Observation data (J2000 epoch)
- Constellation: Ursa Major
- Right ascension: 12^{h} 09^{m} 47.3208^{s}
- Declination: +58° 50′ 57.066″
- Redshift: 0.006354±0.000009
- Heliocentric radial velocity: 1,905±3 km/s
- Distance: 133.07 ± 10.76 Mly (40.800 ± 3.300 Mpc)
- Apparent magnitude (V): 14.6g

Characteristics
- Type: SBcd
- Size: ~54,200 ly (16.62 kpc) (estimated)
- Apparent size (V): 0.96′ × 0.74′

Other designations
- IRAS F12072+5907, UGC 7147, MCG +10-17-152, PGC 38669, CGCG 292-074

= NGC 4141 =

Galaxy in the constellation Ursa Major

NGC 4141 is a barred spiral galaxy in the constellation of Ursa Major. Its velocity with respect to the cosmic microwave background is 2051±11 km/s, which corresponds to a Hubble distance of 30.25 ± 2.12 Mpc. However, two non-redshift measurements give a farther mean distance of 40.8 ± 3.3 Mpc. It was discovered by German-British astronomer William Herschel on 17 April 1789.

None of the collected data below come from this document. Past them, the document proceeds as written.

//! Single-session trace for intraday bars.
//!
//! Replays one trading day and records the first bar that breaches the drop
//! level, the first bar after it that reaches the gain level, and the first bar
//! after the drop (and before the gain) that reaches the stop-loss level. All
//! levels here are measured from the session open.

use chrono::{NaiveDate, NaiveDateTime};
use serde::{Deserialize, Serialize};

use crate::domain::{PriceSeries, RuleParameters};

#[derive(Debug, Clone, Copy, PartialEq, Serialize, Deserialize)]
pub struct TracePoint {
    pub timestamp: NaiveDateTime,
    pub price: f64,
}

#[derive(Debug, Clone, PartialEq, Serialize, Deserialize)]
pub struct SessionTrace {
    pub instrument: String,
    pub day: NaiveDate,
    pub session_open: f64,
    pub drop_level: f64,
    pub gain_level: f64,
    pub stop_loss_level: Option<f64>,
    pub drop: Option<TracePoint>,
    pub gain: Option<TracePoint>,
    pub stop_loss: Option<TracePoint>,
}

/// Trace one session. `None` when the series has no bars on `day`.
pub fn trace_session(
    series: &PriceSeries,
    day: NaiveDate,
    params: &RuleParameters,
) -> Option<SessionTrace> {
    let bars = series.session(day);
    let session_open = bars.first()?.open;

    let drop_level = session_open * (1.0 - params.drop_threshold);
    let gain_level = session_open * (1.0 + params.gain_threshold);
    let stop_loss_level = params.stop_loss_threshold.map(|s| session_open * (1.0 - s));

    let mut drop = None;
    let mut gain = None;
    let mut stop_loss = None;

    for bar in bars {
        if drop.is_none() && bar.low <= drop_level {
            drop = Some(TracePoint {
                timestamp: bar.timestamp,
                price: bar.low,
            });
        }
        if drop.is_none() {
            continue;
        }
        if gain.is_none() && bar.high >= gain_level {
            gain = Some(TracePoint {
                timestamp: bar.timestamp,
                price: bar.high,
            });
        }
        if let Some(level) = stop_loss_level {
            if gain.is_none() && stop_loss.is_none() && bar.low <= level {
                stop_loss = Some(TracePoint {
                    timestamp: bar.timestamp,
                    price: bar.low,
                });
            }
        }
        if gain.is_some() && (stop_loss.is_some() || stop_loss_level.is_none()) {
            break;
        }
    }

    Some(SessionTrace {
        instrument: series.instrument.clone(),
        day,
        session_open,
        drop_level,
        gain_level,
        stop_loss_level,
        drop,
        gain,
        stop_loss,
    })
}

#[cfg(test)]
mod tests {
    use super::*;
    use crate::domain::{Interval, PriceBar};

    fn minute(m: u32) -> NaiveDateTime {
        NaiveDate::from_ymd_opt(2024, 6, 5)
            .unwrap()
            .and_hms_opt(9, 30 + m, 0)
            .unwrap()
    }

    fn bar(m: u32, high: f64, low: f64) -> PriceBar {
        PriceBar {
            timestamp: minute(m),
            open: if m == 0 { 100.0 } else { (high + low) / 2.0 },
            high,
            low,
            close: (high + low) / 2.0,
            volume: 500,
        }
    }

    fn params() -> RuleParameters {
        RuleParameters {
            drop_threshold: 0.05,
            gain_threshold: 0.02,
            stop_loss_threshold: Some(0.08),
            horizon: 390,
        }
    }

    #[test]
    fn records_drop_then_stop_then_gain() {
        let series = PriceSeries::new(
            "NVDA",
            Interval::Minute,
            vec![
                bar(0, 100.5, 99.0),
                bar(1, 99.0, 94.0),  // drop
                bar(2, 95.0, 91.5),  // stop (<= 92)
                bar(3, 102.5, 96.0), // gain (>= 102)
            ],
        );
        let day = NaiveDate::from_ymd_opt(2024, 6, 5).unwrap();
        let trace = trace_session(&series, day, &params()).unwrap();

        assert_eq!(trace.session_open, 100.0);
        assert_eq!(trace.drop.unwrap().timestamp, minute(1));
        assert_eq!(trace.stop_loss.unwrap().timestamp, minute(2));
        assert_eq!(trace.gain.unwrap().timestamp, minute(3));
    }

    #[test]
    fn gain_without_drop_is_ignored() {
        let series = PriceSeries::new(
            "NVDA",
            Interval::Minute,
            vec![bar(0, 103.0, 99.0), bar(1, 101.0, 99.5)],
        );
        let day = NaiveDate::from_ymd_opt(2024, 6, 5).unwrap();
        let trace = trace_session(&series, day, &params()).unwrap();
        assert!(trace.drop.is_none());
        assert!(trace.gain.is_none());
        assert!(trace.stop_loss.is_none());
    }

    #[test]
    fn stop_after_gain_is_not_recorded() {
        let series = PriceSeries::new(
            "NVDA",
            Interval::Minute,
            vec![
                bar(0, 100.5, 99.0),
                bar(1, 99.0, 94.0),
                bar(2, 102.5, 96.0),
                bar(3, 95.0, 90.0),
            ],
        );
        let day = NaiveDate::from_ymd_opt(2024, 6, 5).unwrap();
        let trace = trace_session(&series, day, &params()).unwrap();
        assert!(trace.gain.is_some());
        assert!(trace.stop_loss.is_none());
    }

    #[test]
    fn missing_day_yields_none() {
        let series = PriceSeries::empty("NVDA", Interval::Minute);
        let day = NaiveDate::from_ymd_opt(2024, 6, 5).unwrap();
        assert!(trace_session(&series, day, &params()).is_none());
    }
}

NGC 4141 is listed as having an active galactic nucleus.

==Supernovae==
Two supernovae has been observed in NGC 4141:
- SN 2008X (Type II-P, mag. 17.6) was discovered by Scottish amateur astronomer Tom Boles, and independently by the Lick Observatory Supernova Search (LOSS), on 7 February 2008.
- SN 2009E (Type II-P, mag. 17.8) was discovered by Tom Boles on 3 January 2009.